The dried-up port of São Gabriel da Cachoeira on the Rio Negro, February 2007

© Gustavo Tosello / ISA

Harol Rincón Ipuchima, Coordinator of Territories, Environment and Natural Resources at COICA (Coordinator of Indigenous Organizations of the Amazon Basin) and Vice-President of Climate Alliance:

“In addition to exceptional rainfall in some regions, there were more ‘record droughts’ in the Amazon, such as those in 2005 and 2010. All of the rivers dried up completely, which meant that the people living in those regions could not leave their communities and had to be provided with supplies by the military. Millions of trees died and the number of forest fires increased. Climate change is another new danger for us – in addition to the exploitation of natural resources, such as illegal logging, the expansion of agriculture and large-scale infrastructure projects. We, the indigenous peoples of the Amazon, protect the rainforests, which have always formed the foundation of our lives.”

Scientific background

Observations in the Amazon by satellite and on the ground during the recent droughts revealed that more trees are dying and forest fires are occurring more frequently. During the drought in 2010, about 70 million hectares of forest in the western Amazon suffered from severe water shortages and a concomitant reduction in the canopy and loss of moisture that lasted until the next drought in 2015. A single drought can reduce the forest’s carbon absorption for years after the rainy season.

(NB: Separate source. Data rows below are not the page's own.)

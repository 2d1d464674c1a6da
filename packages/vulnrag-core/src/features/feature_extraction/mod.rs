//! Feature Extraction
//!
//! Turns a code property graph, or raw source text when no graph is
//! available, into a fixed 12-dimension structural vector and a semantic
//! feature bundle. All strategies share one output schema.
//!
//! # Hexagonal Architecture
//!
//! ```text
//! application/ (HybridFeatureExtractor - entry point)
//!           ↓
//! ports/ (FeatureExtractionStrategy, CpgGenerator)
//!           ↓
//! infrastructure/ (graph, syntax tree, lexical strategies)
//!           ↓
//! domain/ (StructuralFeatures, SemanticFeatures, danger tiers)
//! ```
//!
//! # Usage
//!
//! ```ignore
//! use vulnrag_core::features::feature_extraction::HybridFeatureExtractor;
//!
//! let extractor = HybridFeatureExtractor::new();
//! let features = extractor.extract_query(code, None);
//! let vector = features.structural.to_vector();
//! ```

pub mod application;
pub mod domain;
pub mod error;
pub mod infrastructure;
pub mod ports;

// Re-export application layer (primary interface)
pub use application::HybridFeatureExtractor;

// Re-export domain types
pub use domain::{
    quality_score, ApiPatternCounts, DangerTier, DangerousCall, ExtractedFeatures,
    ExtractionMetadata, NameObservations, SemanticFeatures, StrategyKind, StructuralFeatures,
};

pub use error::{CpgGenerationError, FeatureExtractionError};
pub use infrastructure::{GraphFeatureExtractor, LexicalStrategy, SyntaxTreeStrategy};
pub use ports::{CpgGenerator, FeatureExtractionStrategy};
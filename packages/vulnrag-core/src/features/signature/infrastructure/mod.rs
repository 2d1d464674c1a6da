pub mod csv_writer;

pub use csv_writer::{write_csv, write_csv_file};
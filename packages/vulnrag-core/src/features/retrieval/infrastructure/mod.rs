//! Retrieval infrastructure: index storage, similarity search and adapters
//! for the external embedding and CPG services

pub mod artifacts;
pub mod cached_embedder;
pub mod factory;
pub mod index_builder;
pub mod joern;
#[cfg(feature = "openai")]
pub mod openai;
pub mod scaler;
pub mod similarity_index;
pub mod unavailable_embedder;

pub use artifacts::{artifact_path, load_index, save_index, ArtifactKind};
pub use cached_embedder::CachedEmbedder;
pub use factory::{base_provider, cached_provider, open_cache};
pub use index_builder::{
    load_corpus, BuildReport, CorpusRecord, IndexBuildStats, IndexBuilder, MANIFEST_FILE,
};
pub use joern::JoernCpgGenerator;
#[cfg(feature = "openai")]
pub use openai::{OpenAiEmbedder, OPENAI_API_KEY_ENV};
pub use scaler::StandardScaler;
pub use similarity_index::SimilarityIndex;
pub use unavailable_embedder::UnavailableEmbedder;
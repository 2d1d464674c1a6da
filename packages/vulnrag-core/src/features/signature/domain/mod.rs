//! Signature domain: column schema and CWE call sets

pub mod cwe;
pub mod signature;

pub use cwe::{contains_any, is_dangerous, CweCategory, ALLOC_CALLS, FREE_CALLS};
pub use signature::{Signature, SIGNATURE_COLUMNS};
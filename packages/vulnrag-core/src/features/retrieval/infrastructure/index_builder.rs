//! Offline index construction from a corpus file
//!
//! ```text
//! corpus.json ─▶ CorpusRecord ─┬─ VULN  (code_before_change, vuln_cpg)
//!                              └─ PATCH (code_after_change, patch_cpg)
//!                                   │
//!                 features (par) ─▶ scaler + tfidf fit ─▶ SimilarityIndex ─▶ artifacts
//! ```
//!
//! `build_to_dir` also writes `manifest.json` (the [`BuildReport`]).

use chrono::{DateTime, Utc};
use rayon::prelude::*;
use serde::{Deserialize, Serialize};
use serde_json::Value;
use std::fs::File;
use std::io::BufReader;
use std::path::Path;
use tracing::{info, warn};

use crate::features::feature_extraction::{ExtractedFeatures, HybridFeatureExtractor};
use crate::features::graph_parsing::GraphParser;
use crate::features::lexical::TfidfVectorizer;
use crate::features::retrieval::domain::{IndexEntry, PatternType, VulnerabilityMetadata};
use crate::features::retrieval::error::RetrievalError;
use crate::features::retrieval::infrastructure::artifacts::save_index;
use crate::features::retrieval::infrastructure::scaler::StandardScaler;
use crate::features::retrieval::infrastructure::similarity_index::SimilarityIndex;
use crate::features::retrieval::ports::EmbeddingProvider;
use crate::shared::constants::features::STRUCTURAL_DIMENSIONS;

/// One vulnerability/patch pair of the corpus
#[derive(Debug, Clone, PartialEq, Serialize, Deserialize)]
pub struct CorpusRecord {
    pub entry_id: String,
    #[serde(default, skip_serializing_if = "Option::is_none")]
    pub instance_id: Option<String>,
    #[serde(alias = "cve")]
    pub cve_id: String,
    #[serde(alias = "cwe")]
    pub cwe_id: String,
    pub code_before_change: String,
    pub code_after_change: String,
    /// Pre-generated graph document of the vulnerable code
    #[serde(default, skip_serializing_if = "Option::is_none")]
    pub vuln_cpg: Option<Value>,
    /// Pre-generated graph document of the patched code
    #[serde(default, skip_serializing_if = "Option::is_none")]
    pub patch_cpg: Option<Value>,
    #[serde(default)]
    pub metadata: VulnerabilityMetadata,
}

impl CorpusRecord {
    fn side(&self, pattern_type: PatternType) -> (&str, Option<&Value>) {
        match pattern_type {
            PatternType::Vuln => (&self.code_before_change, self.vuln_cpg.as_ref()),
            PatternType::Patch => (&self.code_after_change, self.patch_cpg.as_ref()),
        }
    }

    /// Metadata with the code of both sides filled in when the record omits them
    fn metadata(&self) -> VulnerabilityMetadata {
        let mut metadata = self.metadata.clone();
        metadata
            .code_before_change
            .get_or_insert_with(|| self.code_before_change.clone());
        metadata
            .code_after_change
            .get_or_insert_with(|| self.code_after_change.clone());
        metadata
    }
}

/// Read a corpus file (JSON array of records)
pub fn load_corpus(path: &Path) -> Result<Vec<CorpusRecord>, RetrievalError> {
    if !path.exists() {
        return Err(RetrievalError::MissingArtifact {
            path: path.to_path_buf(),
        });
    }
    let file = File::open(path).map_err(|e| RetrievalError::io(path, e))?;
    let records: Vec<CorpusRecord> = serde_json::from_reader(BufReader::new(file))
        .map_err(|e| RetrievalError::corrupt(path, e.to_string()))?;

    let mut seen = std::collections::HashSet::new();
    if let Some(dup) = records.iter().find(|r| !seen.insert(r.entry_id.as_str())) {
        return Err(RetrievalError::InvalidCorpus(format!(
            "duplicate entry_id {}",
            dup.entry_id
        )));
    }
    Ok(records)
}

/// Per-index build counters
#[derive(Debug, Clone, Copy, Default, PartialEq, Eq, Serialize, Deserialize)]
pub struct IndexBuildStats {
    pub entries: usize,
    pub graph_features: usize,
    pub text_features: usize,
    pub degraded_embeddings: usize,
    pub vocabulary: usize,
}

pub const MANIFEST_FILE: &str = "manifest.json";

/// Outcome of a full build
#[derive(Debug, Clone, PartialEq, Eq, Serialize, Deserialize)]
pub struct BuildReport {
    pub built_at: DateTime<Utc>,
    pub embedding_provider: String,
    pub embedding_dimension: usize,
    pub records: usize,
    pub vuln: IndexBuildStats,
    pub patch: IndexBuildStats,
}

struct Row {
    features: ExtractedFeatures,
    from_graph: bool,
    embedding: Vec<f64>,
    degraded: bool,
}

/// Builds both indexes from corpus records
pub struct IndexBuilder<P> {
    extractor: HybridFeatureExtractor,
    embedder: P,
}

impl<P: EmbeddingProvider> IndexBuilder<P> {
    pub fn new(embedder: P) -> Self {
        Self::with_extractor(HybridFeatureExtractor::new(), embedder)
    }

    pub fn with_extractor(extractor: HybridFeatureExtractor, embedder: P) -> Self {
        Self {
            extractor,
            embedder,
        }
    }

    pub fn embedder(&self) -> &P {
        &self.embedder
    }

    /// Build one index; records keep their corpus order
    pub fn build_index(
        &self,
        records: &[CorpusRecord],
        pattern_type: PatternType,
    ) -> Result<(SimilarityIndex, IndexBuildStats), RetrievalError> {
        let rows: Vec<Row> = records
            .par_iter()
            .map(|record| self.row(record, pattern_type))
            .collect();

        let structural: Vec<Vec<f64>> = rows
            .iter()
            .map(|row| row.features.structural.to_vector().to_vec())
            .collect();
        let scaler = StandardScaler::fit(&structural, STRUCTURAL_DIMENSIONS);
        let scaled = structural.iter().map(|r| scaler.transform(r)).collect();

        let texts: Vec<&str> = rows
            .iter()
            .map(|row| row.features.semantic.combined_text.as_str())
            .collect();
        let (tfidf, tfidf_rows) = TfidfVectorizer::fit_transform(&texts);

        let stats = IndexBuildStats {
            entries: rows.len(),
            graph_features: rows.iter().filter(|r| r.from_graph).count(),
            text_features: rows.iter().filter(|r| !r.from_graph).count(),
            degraded_embeddings: rows.iter().filter(|r| r.degraded).count(),
            vocabulary: tfidf.dimension(),
        };

        let mut entries = Vec::with_capacity(rows.len());
        let mut embeddings = Vec::with_capacity(rows.len());
        for (record, row) in records.iter().zip(rows) {
            entries.push(IndexEntry {
                entry_id: record.entry_id.clone(),
                instance_id: record.instance_id.clone(),
                cve_id: record.cve_id.clone(),
                cwe_id: record.cwe_id.clone(),
                pattern_type,
                structural_features: row.features.structural,
                semantic_features: row.features.semantic,
                vulnerability_metadata: record.metadata(),
            });
            embeddings.push(row.embedding);
        }

        let index = SimilarityIndex::from_parts(
            pattern_type,
            entries,
            scaled,
            scaler,
            tfidf,
            tfidf_rows,
            embeddings,
        )
        .map_err(RetrievalError::InvalidCorpus)?;

        info!(
            pattern = %pattern_type,
            entries = stats.entries,
            graph = stats.graph_features,
            text = stats.text_features,
            degraded_embeddings = stats.degraded_embeddings,
            vocabulary = stats.vocabulary,
            "built index"
        );
        Ok((index, stats))
    }

    /// Build both indexes and write their artifacts to `dir`
    pub fn build_to_dir(
        &self,
        records: &[CorpusRecord],
        dir: &Path,
    ) -> Result<BuildReport, RetrievalError> {
        let mut report = BuildReport {
            built_at: Utc::now(),
            embedding_provider: self.embedder.name().to_string(),
            embedding_dimension: self.embedder.dimension(),
            records: records.len(),
            vuln: IndexBuildStats::default(),
            patch: IndexBuildStats::default(),
        };
        for pattern_type in PatternType::ALL {
            let (index, stats) = self.build_index(records, pattern_type)?;
            save_index(dir, &index)?;
            match pattern_type {
                PatternType::Vuln => report.vuln = stats,
                PatternType::Patch => report.patch = stats,
            }
        }

        let manifest = dir.join(MANIFEST_FILE);
        let json = serde_json::to_string_pretty(&report)
            .map_err(|e| RetrievalError::corrupt(&manifest, e.to_string()))?;
        std::fs::write(&manifest, json).map_err(|e| RetrievalError::io(&manifest, e))?;

        info!(dir = %dir.display(), records = report.records, "wrote index artifacts");
        Ok(report)
    }

    fn row(&self, record: &CorpusRecord, pattern_type: PatternType) -> Row {
        let (code, cpg) = record.side(pattern_type);

        let graph_features = cpg.and_then(|document| match GraphParser::load(document.clone()) {
            Ok(graph) if !graph.is_empty() => Some(self.extractor.extract_graph(&graph)),
            Ok(_) => None,
            Err(e) => {
                warn!(entry = %record.entry_id, pattern = %pattern_type, error = %e, "unusable graph document");
                None
            }
        });
        let from_graph = graph_features.is_some();
        let features = graph_features.unwrap_or_else(|| self.extractor.extract_text(code));

        let dimension = self.embedder.dimension();
        let (embedding, degraded) = match self.embedder.embed(code) {
            Ok(vector) if vector.len() == dimension => (vector, false),
            Ok(vector) => {
                warn!(
                    entry = %record.entry_id,
                    found = vector.len(),
                    expected = dimension,
                    "embedding has wrong dimension, using zeros"
                );
                (vec![0.0; dimension], true)
            }
            Err(e) => {
                warn!(entry = %record.entry_id, error = %e, "embedding failed, using zeros");
                (vec![0.0; dimension], true)
            }
        };

        Row {
            features,
            from_graph,
            embedding,
            degraded,
        }
    }
}

#[cfg(test)]
mod tests {
    use super::*;
    use crate::features::retrieval::error::EmbeddingError;
    use crate::features::retrieval::infrastructure::artifacts::load_index;
    use serde_json::json;
    use tempfile::TempDir;

    struct LengthEmbedder;

    impl EmbeddingProvider for LengthEmbedder {
        fn embed(&self, text: &str) -> Result<Vec<f64>, EmbeddingError> {
            if text.contains("FAIL") {
                return Err(EmbeddingError::Unavailable("fake outage".into()));
            }
            Ok(vec![text.len() as f64, 1.0, 0.0])
        }

        fn dimension(&self) -> usize {
            3
        }
    }

    fn record(id: &str, before: &str, after: &str) -> CorpusRecord {
        CorpusRecord {
            entry_id: id.into(),
            instance_id: None,
            cve_id: format!("CVE-2021-{id}"),
            cwe_id: "CWE-787".into(),
            code_before_change: before.into(),
            code_after_change: after.into(),
            vuln_cpg: None,
            patch_cpg: None,
            metadata: VulnerabilityMetadata::default(),
        }
    }

    fn corpus() -> Vec<CorpusRecord> {
        vec![
            record(
                "1",
                "void f(char *s){ char buf[8]; strcpy(buf, s); }",
                "void f(char *s){ char buf[8]; strncpy(buf, s, sizeof(buf)); }",
            ),
            record(
                "2",
                "void g(struct o *p){ kfree(p); p->x = 1; }",
                "void g(struct o *p){ kfree(p); p = NULL; }",
            ),
        ]
    }

    #[test]
    fn test_build_index_fills_all_parts() {
        let builder = IndexBuilder::new(LengthEmbedder);
        let (index, stats) = builder.build_index(&corpus(), PatternType::Vuln).unwrap();
        assert_eq!(index.len(), 2);
        assert_eq!(index.embedding_dimension(), 3);
        assert_eq!(stats.text_features, 2);
        assert_eq!(stats.degraded_embeddings, 0);
        assert!(stats.vocabulary > 0);

        let entry = &index.entries()[0];
        assert_eq!(entry.pattern_type, PatternType::Vuln);
        assert_eq!(
            entry.vulnerability_metadata.code_after_change.as_deref(),
            Some(corpus()[0].code_after_change.as_str())
        );
    }

    #[test]
    fn test_failed_embedding_becomes_zeros() {
        let builder = IndexBuilder::new(LengthEmbedder);
        let records = vec![record("1", "int FAIL(void){ return 0; }", "int ok(void){ return 1; }")];
        let (index, stats) = builder.build_index(&records, PatternType::Vuln).unwrap();
        assert_eq!(stats.degraded_embeddings, 1);
        assert_eq!(index.embeddings[0], vec![0.0; 3]);
    }

    #[test]
    fn test_graph_document_preferred_over_text() {
        let mut rec = record("1", "int a;", "int b;");
        rec.vuln_cpg = Some(json!({
            "@type": "tinker:graph",
            "@value": {
                "vertices": [
                    {"id": 1, "label": "METHOD", "properties": {"NAME": "f"}},
                    {"id": 2, "label": "CALL", "properties": {"NAME": "strcpy"}}
                ],
                "edges": [{"outV": 1, "inV": 2, "label": "AST"}]
            }
        }));
        let builder = IndexBuilder::new(LengthEmbedder);
        let (_, vuln) = builder.build_index(&[rec.clone()], PatternType::Vuln).unwrap();
        let (_, patch) = builder.build_index(&[rec], PatternType::Patch).unwrap();
        assert_eq!(vuln.graph_features, 1);
        assert_eq!(patch.graph_features, 0);
    }

    #[test]
    fn test_build_to_dir_round_trips_through_loader() {
        let dir = TempDir::new().unwrap();
        let builder = IndexBuilder::new(LengthEmbedder);
        let report = builder.build_to_dir(&corpus(), dir.path()).unwrap();
        assert_eq!(report.records, 2);
        assert_eq!(report.patch.entries, 2);
        assert_eq!(report.embedding_dimension, 3);

        let manifest: BuildReport =
            serde_json::from_str(&std::fs::read_to_string(dir.path().join(MANIFEST_FILE)).unwrap())
                .unwrap();
        assert_eq!(manifest, report);

        let patch = load_index(dir.path(), PatternType::Patch).unwrap();
        assert_eq!(patch.entries()[1].entry_id, "2");
    }

    #[test]
    fn test_load_corpus_rejects_duplicate_ids() {
        let dir = TempDir::new().unwrap();
        let path = dir.path().join("corpus.json");
        let mut records = corpus();
        records[1].entry_id = "1".into();
        std::fs::write(&path, serde_json::to_string(&records).unwrap()).unwrap();
        assert!(matches!(
            load_corpus(&path),
            Err(RetrievalError::InvalidCorpus(_))
        ));
    }

    #[test]
    fn test_load_corpus_accepts_short_field_names() {
        let dir = TempDir::new().unwrap();
        let path = dir.path().join("corpus.json");
        std::fs::write(
            &path,
            json!([{
                "entry_id": "e1",
                "cve": "CVE-2020-1",
                "cwe": "CWE-416",
                "code_before_change": "a",
                "code_after_change": "b",
                "metadata": {"vulnerability_type": "use after free"}
            }])
            .to_string(),
        )
        .unwrap();
        let records = load_corpus(&path).unwrap();
        assert_eq!(records[0].cve_id, "CVE-2020-1");
        assert_eq!(
            records[0].metadata.vulnerability_type.as_deref(),
            Some("use after free")
        );
    }
}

Current rates of deforestation and forest degradation mean the Amazon is approaching a tipping point at which rainforests become seasonal forests or even savannahs and convert from carbon sinks into carbon sources. Since the drought years, the Amazon basin has been losing 270 million tonnes of CO2 per year, with no sign of regaining its full function as a carbon source.

The rainforest is a huge carbon sink: An average hectare of rainforest binds approximately 5–20 tonnes of carbon dioxide from the atmosphere annually and stores around 250 tonnes of carbon permanently in its biomass. The rainforest is best preserved in the areas where indigenous peoples have secured their land rights. Thus, they make an outstanding contribution to environmental protection.